Much like Breaking Bad, it took me several sittings to get through Mindhunter’s slow and borderline tedious pilot. But the Netflix show’s second episode was a huge improvement, and I soon found myself captivated by the narrative’s slow-burn psychology and compelling character work.
Produced by David Fincher and Charlize Theron, Mindhunter is the story of two FBI agents and a psychiatrist who interview serial killers in order to better understand their psyches. The show is at its best when it explores the inner workings of twisted individuals capable of the most heinous and violent of crimes. Quite interestingly, the various serial killers showcased on the show are in fact modeled after actual convicted criminals, and their dialogue is taken from real “interviews”. This makes the scenes in which our protagonists face off with the murderers the show’s most absorbing moments. The dialogue is raw and brutal, and the sinister vibe is completely engrossing.
Performance wise, there isn’t a weak link in the bunch. As the ambitious Holden Ford, Jonathan Groff is a revelation. He undergoes a complex journey as Ford struggles to hold on to his humanity (and his relationship) while coming in to contact with the worst that humanity has to offer. Also brilliant are Holt McCallany as Holden’s no-nonsense partner Bill, and Anna Torv as Wendy, a psychology professor who joins the duo in their controversial research. The three form a cheer-worthy trio, and the show shines when it puts them together in the same room.
Mindhunter is also phenomenal when it comes to its serial killer guest stars. Cameron Britton is majestically imposing as the notorious Edmund Kemper (and he makes several memorable appearances throughout the season), while Sam Strike is uber creepy as rapist-murderer Monte Rissel. Also unforgettable is Jack Erdie as Richard Speck – his frightening turn downright made my skin crawl.

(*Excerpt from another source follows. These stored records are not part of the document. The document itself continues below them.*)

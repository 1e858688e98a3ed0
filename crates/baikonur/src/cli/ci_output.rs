//! CI host output channel
//!
//! Surfaces `upload_status`, `appgallery_console_url` and `errorMessage`
//! to the invoking workflow. On GitHub Actions the outputs go to the file
//! named by `GITHUB_OUTPUT`; elsewhere they are only echoed to the console.

use std::fs::OpenOptions;
use std::io::Write;
use std::path::PathBuf;

use tracing::debug;

/// Writer for workflow outputs
pub struct CiOutput {
    path: Option<PathBuf>,
}

impl CiOutput {
    /// Resolve the output file from the process environment
    pub fn from_env() -> Self {
        Self {
            path: std::env::var_os("GITHUB_OUTPUT").map(PathBuf::from),
        }
    }

    /// Writer bound to an explicit output file
    pub fn with_path(path: PathBuf) -> Self {
        Self { path: Some(path) }
    }

    /// Append one `key=value` output line
    ///
    /// The GitHub output file format is line-oriented, so newlines in the
    /// value are collapsed to spaces.
    pub fn set(&self, key: &str, value: &str) -> anyhow::Result<()> {
        let value = value.replace(['\r', '\n'], " ");
        debug!(key, %value, "workflow output");

        if let Some(ref path) = self.path {
            let mut file = OpenOptions::new().create(true).append(true).open(path)?;
            writeln!(file, "{}={}", key, value)?;
        }

        Ok(())
    }
}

Finally, it must be mentioned that Mindhunter is one immersive show. The haunting visuals and quiet tone give it an eerie atmospheric quality that ends up being highly addictive. It’s no surprise it’s produced by Netflix because it’s absolutely perfect for bingewatching.
With outstanding cinematography and top-notch performances, Mindhunter takes an unimpressive pilot episode and morphs into an intensely rewarding crime drama. Highly recommended!